糖尿病治療薬のメトホルミンが糖を腸へ排出 腸内細菌の栄養となり短鎖脂肪酸を産生 腸内環境を改善 神戸大学
神戸大学などは、糖尿病治療薬であるメトホルミンが「糖(ブドウ糖)の腸への排出」を強めることを発見し、排出された糖は腸内細菌の栄養として使われ、短鎖脂肪酸が産生されることなどを明らかにした。
短鎖脂肪酸は代謝を整える働きをもち、今回発見した現象はメトホルミンの血糖低下作用にも関わっている可能性がある。メトホルミンの腸内糖排出を強めるメカニズムを解明すれば、より良い糖尿病治療薬の開発につながることが期待されるとしている。

メトホルミンにより腸内に排出される糖が4倍に増加 腸内細菌の栄養に
神戸大学などは、糖尿病治療薬であるメトホルミンが「糖(ブドウ糖)の腸への排出」を強めることを発見し、排出された糖は腸内細菌の栄養として使われ、短鎖脂肪酸が産生されることなどを明らかにした。

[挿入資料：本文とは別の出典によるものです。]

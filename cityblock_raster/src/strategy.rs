// Copyright 2025 the Cityblock Authors
// SPDX-License-Identifier: Apache-2.0 OR MIT

//! Strategy selection: brute-force scan or k-d tree, behind one entry point.

use core::fmt;
use std::time::Duration;

use cityblock_index::{BruteForce, Coord, DEFAULT_LEAF_SIZE, KdTree, Result, SeedSet};
use tracing::info;

use crate::bench::{Timed, time};
use crate::raster::{OutputGrid, check_size, rasterize};

/// Nearest-seed strategy used for a tessellation.
#[derive(Copy, Clone, Debug, PartialEq, Eq, Hash)]
pub enum Strategy {
    /// Scan every seed for every cell.
    BruteForce,
    /// Build a k-d tree once, then query it for every cell.
    KdTree {
        /// Leaf bucket size of the tree.
        leaf_size: usize,
    },
}

impl Strategy {
    /// The k-d tree strategy with the default leaf size.
    pub const fn kd_tree() -> Self {
        Self::KdTree {
            leaf_size: DEFAULT_LEAF_SIZE,
        }
    }
}

impl Default for Strategy {
    fn default() -> Self {
        Self::kd_tree()
    }
}

impl fmt::Display for Strategy {
    fn fmt(&self, f: &mut fmt::Formatter<'_>) -> fmt::Result {
        match self {
            Self::BruteForce => f.write_str("brute force"),
            Self::KdTree { .. } => f.write_str("k-d tree"),
        }
    }
}

/// A timed tessellation.
#[derive(Clone, Debug)]
pub struct Run {
    /// Strategy that produced the grid.
    pub strategy: Strategy,
    /// Labels for every cell.
    pub grid: OutputGrid,
    /// Wall-clock time for index construction plus rasterization.
    pub elapsed: Duration,
}

/// Tessellate a `size`×`size` grid with the given strategy.
///
/// The k-d tree, if selected, is built here and dropped when done.
pub fn tessellate<T: Coord>(
    seeds: &SeedSet<T>,
    size: usize,
    strategy: Strategy,
) -> Result<OutputGrid> {
    check_size::<T>(size)?;
    match strategy {
        Strategy::BruteForce => rasterize(size, &BruteForce::new(seeds)),
        Strategy::KdTree { leaf_size } => {
            rasterize(size, &KdTree::with_leaf_size(seeds, leaf_size))
        }
    }
}

/// Tessellate and time the whole pass, including index construction.
///
/// Input is validated before the clock starts, so an invalid grid size is
/// reported without building anything.
pub fn run<T: Coord>(seeds: &SeedSet<T>, size: usize, strategy: Strategy) -> Result<Run> {
    check_size::<T>(size)?;
    info!("Using {strategy}");
    let Timed { value, elapsed } = time(|| tessellate(seeds, size, strategy));
    let grid = value?;
    info!(
        size,
        seeds = seeds.len(),
        "Voronoi computation took {elapsed:?} using {strategy}"
    );
    Ok(Run {
        strategy,
        grid,
        elapsed,
    })
}
// Frame-coherent input state

use std::collections::HashSet;

use super::action::Action;

/// Held, just-pressed and just-released action sets.
///
/// Event handlers feed `press`/`release` as window events arrive, the
/// game reads the sets during its update, and `end_frame` rolls the
/// edge sets over once per frame. Reads in between are stable: an
/// action's edge stays visible for exactly one full frame.
#[derive(Debug, Default)]
pub struct InputState {
    pressed: HashSet<Action>,
    just_pressed: HashSet<Action>,
    just_released: HashSet<Action>,
}

impl InputState {
    pub fn new() -> Self {
        Self::default()
    }

    /// Check if an action is currently held
    pub fn is_pressed(&self, action: Action) -> bool {
        self.pressed.contains(&action)
    }

    /// Check if an action went down this frame
    pub fn just_pressed(&self, action: Action) -> bool {
        self.just_pressed.contains(&action)
    }

    /// Check if an action came up this frame
    pub fn just_released(&self, action: Action) -> bool {
        self.just_released.contains(&action)
    }

    /// Register a press event. Repeated presses of an already-held
    /// action do not retrigger the edge.
    pub(crate) fn press(&mut self, action: Action) {
        if self.pressed.insert(action) {
            self.just_pressed.insert(action);
        }
    }

    /// Register a release event
    pub(crate) fn release(&mut self, action: Action) {
        if self.pressed.remove(&action) {
            self.just_released.insert(action);
        }
    }

    /// Clear the edge sets; call once per frame after the game has
    /// read them
    pub fn end_frame(&mut self) {
        self.just_pressed.clear();
        self.just_released.clear();
    }

    /// Drop all input, held keys included
    pub fn reset(&mut self) {
        self.pressed.clear();
        self.just_pressed.clear();
        self.just_released.clear();
    }
}
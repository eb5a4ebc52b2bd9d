// Game logic: configuration, world generation and the player
//
// `world` owns the map and its paint order, `player` the movement and
// combat state machine, and `session` ties both to input and camera.

pub mod assets;
pub mod config;
pub mod player;
pub mod session;
pub mod world;

pub use config::GameConfig;
pub use session::Session;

研究は、神戸大学大学院医学研究科糖尿病・内分泌内科学部門の小川渉教授、地域社会医学健康科学講座の坂口一彦特命教授らの研究グループによるもの。研究成果は、「Communications Medicine」に掲載された。
研究グループは今回、多量の糖(ブドウ糖)が腸へ排出されるという新しい現象を発見した。従来、腸内細菌は食物繊維を栄養として生育・増殖し、その副産物として短鎖脂肪酸が産生されることが知られていたが、腸へ排出された糖が腸内細菌の栄養となり短鎖脂肪酸が作られるメカニズムは新たに発見したものだ。
この発見はまた、世界でもっとも広く使用される糖尿病治療薬であるメトホルミンの作用機序を理解するうえで重要な示唆を示しているとしている。
研究グループは今回、メトホルミンを服用すると、腸内に排出される糖の量が約4倍になることを明らかにした。短鎖脂肪酸は代謝を整える働きをもつため、今回発見した現象はメトホルミンの血糖低下作用にも関わる可能性がある。
近年、腸内環境の乱れがさまざまな病気の原因になることが注目されている。腸への糖排出を制御できる薬剤を開発できれば、腸内細菌に十分に栄養を与えてより良い腸内環境を作ることで、さまざまな病気の治療に役立つ可能性があるとしている。
メトホルミンにより「糖の腸への排出」が強められる PET/MRIによる検査法を開発
FDG-PET(フルオロデオシグルコース-ポジトロン断層撮影)は、ブドウ糖に似た物質であるFDGを血管中に投与し、その後FDGが体のどこに集まるかを調べる検査。FDGはブドウ糖と同様に体内を移動するため、ブドウ糖の動きや特定の臓器における消費状況を調べることができる。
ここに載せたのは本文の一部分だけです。